Attractive front woman, Juliet Simms, is clearly determined to make it as an international rock star. Not only does she ‘got the looks’ of an MTV-approved artist, but she also possesses one of the strongest voices on the club circuit. Her band, Automatic Loveletter, has received many accolades for their easily accessible, yet valiantly rigorous and radio-friendly arena rock anthems.

Partnered with her co-composing lead guitarist-brother, Tommy Simms, Juliet counters real and imagined broken-hearted tear-stained reflections with jarringly vindictive rants. Contradictory characters in many ways, sweet-faced green-eyed jewelry-laden high-heeled rhythm guitarist, Juliet, lives like a privileged vagabond, splitting downtime at her parents’ Florida house when she’s not making the rounds out in Los Angeles. Meanwhile, older longhaired sibling, Tommy, lives a quiet family life in splendid Southern outpost, Savannah, Georgia, spending free time on various balls-out hard-rocking solo projects. Together, they’ve led Automatic Loveletter through two promising EP’s and 2010’s newly waxed long-play entrée, Truth Or Dare.

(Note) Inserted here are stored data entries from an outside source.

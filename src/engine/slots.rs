use ulid::Ulid;

use crate::limits::*;
use crate::model::*;

use super::{Engine, EngineError};

/// The conditional check behind every reservation: the cell must exist,
/// be opted in, and be unbooked. Evaluated under the teacher's write
/// lock by all callers.
pub(super) fn check_reservable(
    state: &TeacherState,
    teacher_id: Ulid,
    key: SlotKey,
) -> Result<(), EngineError> {
    match state.slots.get(&key) {
        None => Err(EngineError::SlotUnavailable { teacher_id, key }),
        Some(slot) if !slot.available => Err(EngineError::SlotUnavailable { teacher_id, key }),
        Some(slot) if slot.booked => Err(EngineError::SlotConflict { teacher_id, key }),
        Some(_) => Ok(()),
    }
}

pub(super) fn mark_reserved(state: &mut TeacherState, key: SlotKey, occupant: Occupant) {
    if let Some(slot) = state.slots.get_mut(&key) {
        slot.booked = true;
        slot.occupant = Some(occupant);
    }
}

pub(super) fn mark_freed(state: &mut TeacherState, key: SlotKey) {
    if let Some(slot) = state.slots.get_mut(&key) {
        slot.booked = false;
        slot.occupant = None;
    }
}

/// Slot Store: every mutation of a teacher's calendar goes through these
/// methods; nothing else writes `SlotState` fields.
impl Engine {
    pub async fn register_teacher(
        &self,
        id: Ulid,
        name: String,
        category: String,
    ) -> Result<(), EngineError> {
        if self.teachers.len() >= MAX_TEACHERS_PER_TENANT {
            return Err(EngineError::LimitExceeded("too many teachers"));
        }
        if name.len() > MAX_NAME_LEN {
            return Err(EngineError::LimitExceeded("teacher name too long"));
        }
        if category.len() > MAX_CATEGORY_LEN {
            return Err(EngineError::LimitExceeded("category too long"));
        }
        if self.teachers.contains_key(&id) {
            return Err(EngineError::AlreadyExists(id));
        }

        let event = Event::TeacherRegistered {
            id,
            name: name.clone(),
            category: category.clone(),
        };
        self.wal_append(&event).await?;
        self.teachers.insert(
            id,
            std::sync::Arc::new(tokio::sync::RwLock::new(TeacherState::new(id, name, category))),
        );
        self.notify.send(id, &event);
        Ok(())
    }

    /// Teacher opts in a slot. Re-publishing an existing cell just flips
    /// `available` back on; booking state is untouched.
    pub async fn publish_slot(&self, teacher_id: Ulid, key: SlotKey) -> Result<(), EngineError> {
        let teacher = self
            .get_teacher(&teacher_id)
            .ok_or(EngineError::NotFound(teacher_id))?;
        let mut guard = teacher.write().await;
        if guard.slots.len() >= MAX_SLOTS_PER_TEACHER && !guard.slots.contains_key(&key) {
            return Err(EngineError::LimitExceeded("too many slots for teacher"));
        }

        let event = Event::SlotPublished { teacher_id, key };
        self.wal_append(&event).await?;
        guard.slots.entry(key).or_insert_with(SlotState::open).available = true;
        self.notify.send(teacher_id, &event);
        Ok(())
    }

    /// Teacher opts a slot out. Slots are never deleted, only toggled, so
    /// booking history stays attached to the cell. Rejected while booked.
    pub async fn withdraw_slot(&self, teacher_id: Ulid, key: SlotKey) -> Result<(), EngineError> {
        let teacher = self
            .get_teacher(&teacher_id)
            .ok_or(EngineError::NotFound(teacher_id))?;
        let mut guard = teacher.write().await;
        let slot = guard
            .slots
            .get(&key)
            .copied()
            .ok_or(EngineError::NotFound(teacher_id))?;
        if slot.booked {
            return Err(EngineError::SlotConflict { teacher_id, key });
        }

        let event = Event::SlotWithdrawn { teacher_id, key };
        self.wal_append(&event).await?;
        if let Some(slot) = guard.slots.get_mut(&key) {
            slot.available = false;
        }
        self.notify.send(teacher_id, &event);
        Ok(())
    }

    /// Conditional reservation: succeeds only when the slot is currently
    /// `available && !booked`. The check and the write happen under one
    /// write lock, so two racing callers can never both succeed — this is
    /// the one true race in the system and it is resolved here, never by
    /// read-then-write in calling code.
    pub async fn reserve_slot(
        &self,
        teacher_id: Ulid,
        key: SlotKey,
        occupant: Occupant,
    ) -> Result<(), EngineError> {
        let teacher = self
            .get_teacher(&teacher_id)
            .ok_or(EngineError::NotFound(teacher_id))?;
        let mut guard = teacher.write().await;
        check_reservable(&guard, teacher_id, key)?;

        let event = Event::SlotReserved { teacher_id, key, occupant };
        self.wal_append(&event).await?;
        mark_reserved(&mut guard, key, occupant);
        self.notify.send(teacher_id, &event);
        Ok(())
    }

    /// Reservation for composite flows (booking, reschedule): the same
    /// conditional update, applied in memory only. The caller folds the
    /// slot change into the one composite event it commits afterwards,
    /// and replay of that event re-applies it.
    pub(super) async fn reserve_slot_local(
        &self,
        teacher_id: Ulid,
        key: SlotKey,
        occupant: Occupant,
    ) -> Result<(), EngineError> {
        let teacher = self
            .get_teacher(&teacher_id)
            .ok_or(EngineError::NotFound(teacher_id))?;
        let mut guard = teacher.write().await;
        check_reservable(&guard, teacher_id, key)?;
        mark_reserved(&mut guard, key, occupant);
        Ok(())
    }

    /// In-memory counterpart of `free_slot`, same idempotence.
    pub(super) async fn free_slot_local(
        &self,
        teacher_id: Ulid,
        key: SlotKey,
    ) -> Result<(), EngineError> {
        let teacher = self
            .get_teacher(&teacher_id)
            .ok_or(EngineError::NotFound(teacher_id))?;
        let mut guard = teacher.write().await;
        if !guard.slots.contains_key(&key) {
            return Err(EngineError::NotFound(teacher_id));
        }
        mark_freed(&mut guard, key);
        Ok(())
    }

    /// Free a reservation. Idempotent: freeing an already-free slot is a
    /// no-op, only an unknown (teacher, date, time) errors.
    pub async fn free_slot(&self, teacher_id: Ulid, key: SlotKey) -> Result<(), EngineError> {
        let teacher = self
            .get_teacher(&teacher_id)
            .ok_or(EngineError::NotFound(teacher_id))?;
        let mut guard = teacher.write().await;
        let slot = guard
            .slots
            .get(&key)
            .copied()
            .ok_or(EngineError::NotFound(teacher_id))?;
        if !slot.booked {
            return Ok(());
        }

        let event = Event::SlotFreed { teacher_id, key };
        self.wal_append(&event).await?;
        mark_freed(&mut guard, key);
        self.notify.send(teacher_id, &event);
        Ok(())
    }

    /// All opted-in slots for one teacher-day, booked ones annotated, in
    /// time order. The UI layer renders these to distinguish free from
    /// taken.
    pub async fn list_available(
        &self,
        teacher_id: Ulid,
        date: chrono::NaiveDate,
    ) -> Result<Vec<SlotView>, EngineError> {
        let teacher = self
            .get_teacher(&teacher_id)
            .ok_or(EngineError::NotFound(teacher_id))?;
        let guard = teacher.read().await;
        Ok(guard
            .slots
            .iter()
            .filter(|(key, slot)| key.date == date && slot.available)
            .map(|(key, slot)| SlotView {
                time: key.time,
                booked: slot.booked,
                occupant: slot.occupant,
            })
            .collect())
    }
}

Tommy claims Juliet hit her stride as a precocious teenaged lass. She’d freak out their mom with crazed adolescent rebel yells emulating from a small basement closet studio used as practice space. “Like a chameleon, she hit puberty and her voice changed to a raspy blues belter. The home studio gave her lots of opportunities to loudly squeal and screech,” Tommy claims.

Able to leap from breathy rock diva quaver to Pat Benatar-like operatic wailing to an unbridled folk-blues vixen bleeding heartache, Juliet is a true vocal dynamo. In lesser hands, her songs would never retain such emotional resonance. She purrs through agonizingly meditative requiems and restlessly pours out venomous rage on noisier numbers.

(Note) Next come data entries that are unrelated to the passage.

//! Hard bounds. Everything user-supplied is checked against one of these
//! before it reaches the WAL.

pub const MAX_TEACHERS_PER_TENANT: usize = 10_000;
pub const MAX_SLOTS_PER_TEACHER: usize = 50_000;
pub const MAX_TRIALS_PER_TENANT: usize = 500_000;
pub const MAX_SESSIONS_PER_STUDENT: usize = 10_000;
pub const MAX_FAMILY_MEMBERS: usize = 12;

pub const MAX_NAME_LEN: usize = 256;
pub const MAX_CATEGORY_LEN: usize = 64;
pub const MAX_NOTES_LEN: usize = 4096;
pub const MAX_SESSION_MINUTES: u32 = 24 * 60;

/// How many times the assigner re-runs candidate selection after losing
/// a reservation race before giving up with NoCandidate.
pub const MAX_ASSIGN_RETRIES: usize = 3;

pub const MAX_TENANTS: usize = 64;
pub const MAX_TENANT_NAME_LEN: usize = 256;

Truth Or Dare roars out of the gate as Juliet plays a tough-ass tigress on blaring spike-through-the-heart wrangle “Heart Song.” A certain dramatic vulnerability radiates inside balladic fare such as “Fade Away” and tenderhearted piano lament, “Hush.” “My Goodbye” rushes by with the swagger of Patti Smyth’s best ‘80s Scandal tunes. And the resiliently ruminating refraction “Story Of My Life” brings to mind Paramore’s most compelling compositions.

I spoke to the Simms at Manhattan’s Union Squared Heartland Brewery in late August.

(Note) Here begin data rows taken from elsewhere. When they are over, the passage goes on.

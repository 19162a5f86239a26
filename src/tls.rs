use std::fs::File;
use std::io::{self, BufReader, ErrorKind};
use std::path::PathBuf;
use std::sync::Arc;

use pgwire::tokio::TlsAcceptor;
use pgwire::tokio::tokio_rustls::rustls::ServerConfig;

/// Where the listener's PEM certificate chain and private key live.
#[derive(Debug, Clone)]
pub struct TlsSettings {
    pub cert: PathBuf,
    pub key: PathBuf,
}

impl TlsSettings {
    /// Both paths or neither. A lone cert or key is a misconfiguration,
    /// not a request for plaintext.
    pub fn from_paths(cert: Option<String>, key: Option<String>) -> io::Result<Option<Self>> {
        match (cert, key) {
            (None, None) => Ok(None),
            (Some(cert), Some(key)) => Ok(Some(Self {
                cert: cert.into(),
                key: key.into(),
            })),
            _ => Err(io::Error::new(
                ErrorKind::InvalidInput,
                "both TRIALDESK_TLS_CERT and TRIALDESK_TLS_KEY must be set, or neither",
            )),
        }
    }
}

pub fn load_tls_acceptor(settings: Option<&TlsSettings>) -> io::Result<Option<TlsAcceptor>> {
    let Some(settings) = settings else {
        return Ok(None);
    };

    let certs: Vec<_> = rustls_pemfile::certs(&mut BufReader::new(File::open(&settings.cert)?))
        .collect::<Result<_, _>>()?;

    let key = rustls_pemfile::private_key(&mut BufReader::new(File::open(&settings.key)?))?
        .ok_or_else(|| io::Error::new(ErrorKind::InvalidInput, "no private key found in key file"))?;

    let mut config = ServerConfig::builder()
        .with_no_client_auth()
        .with_single_cert(certs, key)
        .map_err(|e| io::Error::new(ErrorKind::InvalidInput, e))?;

    config.alpn_protocols = vec![b"postgresql".to_vec()];

    Ok(Some(TlsAcceptor::from(Arc::new(config))))
}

How’d you come up with your catchy Automatic Loveletter moniker?

Juliet Simms: When I first started writing songs, they were poems, or little loveletters, to my boyfriend. I turned them into songs. Back in the day, when I started Automatic Loveletter, they were love songs I’d written for people I’d fallen in love with or had crushes on. Automatic comes from that innate feeling you have immediately. More recently, I’ve developed a broader writing style, whether it be controversial or about my life.

As siblings, is it hard to get along on tour?

JS: Ah. Yeah. (laughter)

For someone so petite, you’ve got a pretty large voice to carry the harder rocking numbers. Who inspired you as a kid?

JS: I love Taylor Swift and the stories behind her songs and the soul. I grew up with that genre of music. And I like Jewel, Alanis Morrissette, some country. But I also enjoy earthy Stones music, Jethro Tull, and Steve Miller. They’re not country, but all their influences come from there. It has a lot of heart and soul and I gravitate towards it.

Do you draw more influence from your Florida hometown or your Los Angeles retreat?

JS: One of my favorite places to write is sitting on my bed in Florida. Going to the beach at night is beautiful. But the heat is unbearable. I love my family to death, but sometimes I don’t think they understand me. My parents fully support me, but worry so much to the point I’m going insane.

What’s the dark, cautionary “Fade Away” about?

JS: That was written because I almost died in a car crash.

Tommy Simms: We literally were writing for the record, pulled out of Starbuck’s, and some retard just T-boned us. It was bad…totaled the car. We danced around the crash, wondering ‘How’d we not die?’ This was q brand new Mitsubishi SUV. We just threw it away.

JS: And I had just driven it cross-country two days prior from Florida.

TS: Fifteen minutes later, we hopped in another car and headed to the studio to track vocals for that song.

Tell me about delicious guitar rock anthem, “Don’t Let Me Down.”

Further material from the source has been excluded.